All lines of the entries with "return" in them must be listed.
RECORDS SHOWN: Begin
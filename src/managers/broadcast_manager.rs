// BroadcastChannelManager: Centralized tokio broadcast channel management
// Single Responsibility: Broadcast channel lifecycle and subscription

use std::sync::{Arc, Mutex, MutexGuard};
use tokio::sync::broadcast;

use crate::engine::session::{SessionUpdate, TelemetryEvent};

/// Buffer for session updates (four phase entries per cycle plus swings)
pub const SESSION_UPDATE_CAPACITY: usize = 128;
pub const TELEMETRY_CAPACITY: usize = 32;

type Slot<T> = Arc<Mutex<Option<broadcast::Sender<T>>>>;

fn lock_slot<T>(slot: &Slot<T>) -> MutexGuard<'_, Option<broadcast::Sender<T>>> {
    slot.lock().unwrap_or_else(|poisoned| poisoned.into_inner())
}

/// Manages the controller's outbound broadcast channels
///
/// # Channel Types
/// - Session updates: phase changes and swing verdicts for presentation
/// - Telemetry: session lifecycle events (started, stopped, failed)
///
/// Channels are created lazily by the `init_*` methods; subscribing before
/// init yields `None`. Re-initialising replaces the sender, which closes
/// every receiver of the old one.
pub struct BroadcastChannelManager {
    session_updates: Slot<SessionUpdate>,
    telemetry: Slot<TelemetryEvent>,
}

impl BroadcastChannelManager {
    /// Create a new BroadcastChannelManager with all channels uninitialized
    pub fn new() -> Self {
        Self {
            session_updates: Arc::new(Mutex::new(None)),
            telemetry: Arc::new(Mutex::new(None)),
        }
    }

    // ========================================================================
    // SESSION UPDATE CHANNEL
    // ========================================================================

    /// Initialize the session update channel and return its sender.
    ///
    /// Subscribers that fall more than [`SESSION_UPDATE_CAPACITY`] messages
    /// behind observe `Lagged` and skip ahead.
    pub fn init_session_updates(&self) -> broadcast::Sender<SessionUpdate> {
        let (tx, _) = broadcast::channel(SESSION_UPDATE_CAPACITY);
        *lock_slot(&self.session_updates) = Some(tx.clone());
        tx
    }

    /// Sender for session updates, if initialised
    pub fn session_update_sender(&self) -> Option<broadcast::Sender<SessionUpdate>> {
        lock_slot(&self.session_updates).clone()
    }

    pub fn subscribe_session_updates(&self) -> Option<broadcast::Receiver<SessionUpdate>> {
        lock_slot(&self.session_updates)
            .as_ref()
            .map(|tx| tx.subscribe())
    }

    // ========================================================================
    // TELEMETRY CHANNEL
    // ========================================================================

    /// Initialize the telemetry channel and return its sender.
    pub fn init_telemetry(&self) -> broadcast::Sender<TelemetryEvent> {
        let (tx, _) = broadcast::channel(TELEMETRY_CAPACITY);
        *lock_slot(&self.telemetry) = Some(tx.clone());
        tx
    }

    pub fn subscribe_telemetry(&self) -> Option<broadcast::Receiver<TelemetryEvent>> {
        lock_slot(&self.telemetry).as_ref().map(|tx| tx.subscribe())
    }

    /// Publishes a telemetry event; dropped silently when nobody listens.
    pub fn publish_telemetry(&self, event: TelemetryEvent) {
        if let Some(tx) = lock_slot(&self.telemetry).as_ref() {
            let _ = tx.send(event);
        }
    }
}

impl Default for BroadcastChannelManager {
    fn default() -> Self {
        Self::new()
    }
}

#[cfg(test)]
mod tests {
    use super::*;
    use crate::sequencer::SwingPhase;

    fn idle_update() -> SessionUpdate {
        SessionUpdate {
            phase: SwingPhase::Idle,
            cycle: 0,
            accuracy: None,
            deviation_secs: None,
        }
    }

    #[test]
    fn test_session_channel_lifecycle() {
        let manager = BroadcastChannelManager::new();

        // Initially no subscription possible
        assert!(manager.subscribe_session_updates().is_none());
        assert!(manager.session_update_sender().is_none());

        let _tx = manager.init_session_updates();
        assert!(manager.subscribe_session_updates().is_some());
        assert!(manager.session_update_sender().is_some());
    }

    #[test]
    fn test_session_multiple_subscribers() {
        let manager = BroadcastChannelManager::new();
        let tx = manager.init_session_updates();

        let mut rx1 = manager.subscribe_session_updates().unwrap();
        let mut rx2 = manager.subscribe_session_updates().unwrap();

        tx.send(idle_update()).unwrap();

        assert_eq!(rx1.try_recv().unwrap(), idle_update());
        assert_eq!(rx2.try_recv().unwrap(), idle_update());
    }

    #[test]
    fn test_telemetry_publish_without_init_is_noop() {
        let manager = BroadcastChannelManager::default();
        manager.publish_telemetry(TelemetryEvent::SessionStopped {
            pro_name: "Nobody".to_string(),
            cycles_completed: 0,
        });
        assert!(manager.subscribe_telemetry().is_none());

        manager.init_telemetry();
        let mut rx = manager.subscribe_telemetry().unwrap();
        manager.publish_telemetry(TelemetryEvent::SessionStopped {
            pro_name: "Somebody".to_string(),
            cycles_completed: 2,
        });
        assert!(matches!(
            rx.try_recv().unwrap(),
            TelemetryEvent::SessionStopped { cycles_completed: 2, .. }
        ));
    }
}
RECORDS SHOWN: End
_EXERCISE RESULT_:
    /// Initialize the session update channel and return its sender.
    /// Initialize the telemetry channel and return its sender.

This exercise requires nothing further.